- Exercise prompt: From the data that follows, copy every line holding the string "result".

- Material for the task:
//! Numeric kernels for the VM.
//!
//! Every function here is total: domain errors resolve to a fallback value
//! instead of infinity or NaN.

#![allow(clippy::float_cmp)]

use std::f64::consts::PI;

/// Converts a truth value to `1.0` or `0.0`.
pub(crate) fn truth(b: bool) -> f64 {
    if b { 1.0 } else { 0.0 }
}

/// Whether a value counts as true.
pub(crate) fn truthy(a: f64) -> bool {
    a != 0.0
}

/// `a / b`, 0 when `b` is 0.
pub(crate) fn divide(a: f64, b: f64) -> f64 {
    if b == 0.0 { 0.0 } else { a / b }
}

/// `1 / a`, 0 when `a` is 0.
pub(crate) fn reciprocal(a: f64) -> f64 {
    if a == 0.0 { 0.0 } else { 1.0 / a }
}

/// `floor(a / b)`, 0 when `b` is 0.
pub(crate) fn quotient(a: f64, b: f64) -> f64 {
    if b == 0.0 { 0.0 } else { (a / b).floor() }
}

/// Floored modulo: the result takes the sign of `b`. 0 when `b` is 0.
pub(crate) fn modulo(a: f64, b: f64) -> f64 {
    if b == 0.0 {
        0.0
    } else {
        a - b * (a / b).floor()
    }
}

/// `a ^ b`.
///
/// Exponents 2 through 8 use repeated multiplication. A negative base only
/// has a real result for (nearly) integer exponents; otherwise 0. A zero
/// base yields 1.
pub(crate) fn power(a: f64, b: f64) -> f64 {
    if b == 2.0 {
        a * a
    } else if b == 3.0 {
        a * a * a
    } else if b == 4.0 {
        let t = a * a;
        t * t
    } else if b == 5.0 {
        let t = a * a;
        t * t * a
    } else if b == 6.0 {
        let t = a * a * a;
        t * t
    } else if b == 7.0 {
        let t = a * a * a;
        t * t * a
    } else if b == 8.0 {
        let mut t = a * a;
        t *= t;
        t * t
    } else if a > 0.0 {
        a.powf(b)
    } else if a < 0.0 {
        let x = b.round_ties_even();
        if (b - x).abs() <= 1e-4 {
            (-a).powf(x) * (PI * x).cos()
        } else {
            0.0
        }
    } else {
        1.0
    }
}

/// `-1`, `0` or `1`; NaN maps to 0.
pub(crate) fn sign(a: f64) -> f64 {
    if a > 0.0 {
        1.0
    } else if a < 0.0 {
        -1.0
    } else {
        0.0
    }
}

/// Natural logarithm, 0 for non-positive arguments.
pub(crate) fn log(a: f64) -> f64 {
    if a <= 0.0 { 0.0 } else { a.ln() }
}

/// Square root, 0 for negative arguments.
pub(crate) fn sqrt(a: f64) -> f64 {
    if a < 0.0 { 0.0 } else { a.sqrt() }
}

/// Tangent, 0 within rounding distance of a pole.
pub(crate) fn tan(x: f64) -> f64 {
    let c = x / PI;
    let d = c - c.floor() - 0.5;
    let e = x.abs().floor() * 1.384_626_433_832_79e-16;
    if d >= -e && d <= e { 0.0 } else { x.tan() }
}

/// `a < b ? a : b`.
pub(crate) fn min(a: f64, b: f64) -> f64 {
    if a < b { a } else { b }
}

/// `a > b ? a : b`.
pub(crate) fn max(a: f64, b: f64) -> f64 {
    if a > b { a } else { b }
}

#[cfg(test)]
mod tests {
    use super::*;

    #[test]
    fn division_by_zero_is_zero() {
        assert_eq!(divide(5.0, 0.0), 0.0);
        assert_eq!(reciprocal(0.0), 0.0);
        assert_eq!(quotient(5.0, 0.0), 0.0);
        assert_eq!(modulo(5.0, 0.0), 0.0);
    }

    #[test]
    fn floored_division() {
        assert_eq!(quotient(7.0, 2.0), 3.0);
        assert_eq!(quotient(-7.0, 2.0), -4.0);
        assert_eq!(modulo(7.0, 3.0), 1.0);
        assert_eq!(modulo(-7.0, 3.0), 2.0);
        assert_eq!(modulo(7.0, -3.0), -2.0);
    }

    #[test]
    fn small_integer_powers_multiply() {
        for a in [0.3, -1.7, 2.5, 11.0] {
            assert_eq!(power(a, 2.0), a * a);
            assert_eq!(power(a, 3.0), a * a * a);
            assert_eq!(power(a, 4.0), (a * a) * (a * a));
            assert_eq!(power(a, 5.0), (a * a) * (a * a) * a);
            assert_eq!(power(a, 6.0), (a * a * a) * (a * a * a));
            assert_eq!(power(a, 7.0), (a * a * a) * (a * a * a) * a);
            let t = (a * a) * (a * a);
            assert_eq!(power(a, 8.0), t * t);
        }
    }

    #[test]
    fn general_powers() {
        assert_eq!(power(4.0, 0.5), 2.0);
        assert_eq!(power(-8.0, 0.5), 0.0);
        assert!((power(-2.0, 9.0) + 512.0).abs() < 1e-9);
        assert!((power(-2.0, 10.0) - 1024.0).abs() < 1e-9);
        assert_eq!(power(0.0, 0.5), 1.0);
        assert_eq!(power(0.0, -1.0), 1.0);
    }

    #[test]
    fn domain_fallbacks() {
        assert_eq!(log(0.0), 0.0);
        assert_eq!(log(-1.0), 0.0);
        assert_eq!(sqrt(-4.0), 0.0);
        assert_eq!(sqrt(9.0), 3.0);
        assert_eq!(tan(PI / 2.0), 0.0);
        assert!((tan(PI / 4.0) - 1.0).abs() < 1e-12);
    }

    #[test]
    fn sign_and_extrema() {
        assert_eq!(sign(-3.0), -1.0);
        assert_eq!(sign(0.0), 0.0);
        assert_eq!(sign(2.0), 1.0);
        assert_eq!(sign(f64::NAN), 0.0);
        assert_eq!(min(1.0, 2.0), 1.0);
        assert_eq!(max(1.0, 2.0), 2.0);
    }
}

- Answer below:
/// Floored modulo: the result takes the sign of `b`. 0 when `b` is 0.
/// has a real result for (nearly) integer exponents; otherwise 0. A zero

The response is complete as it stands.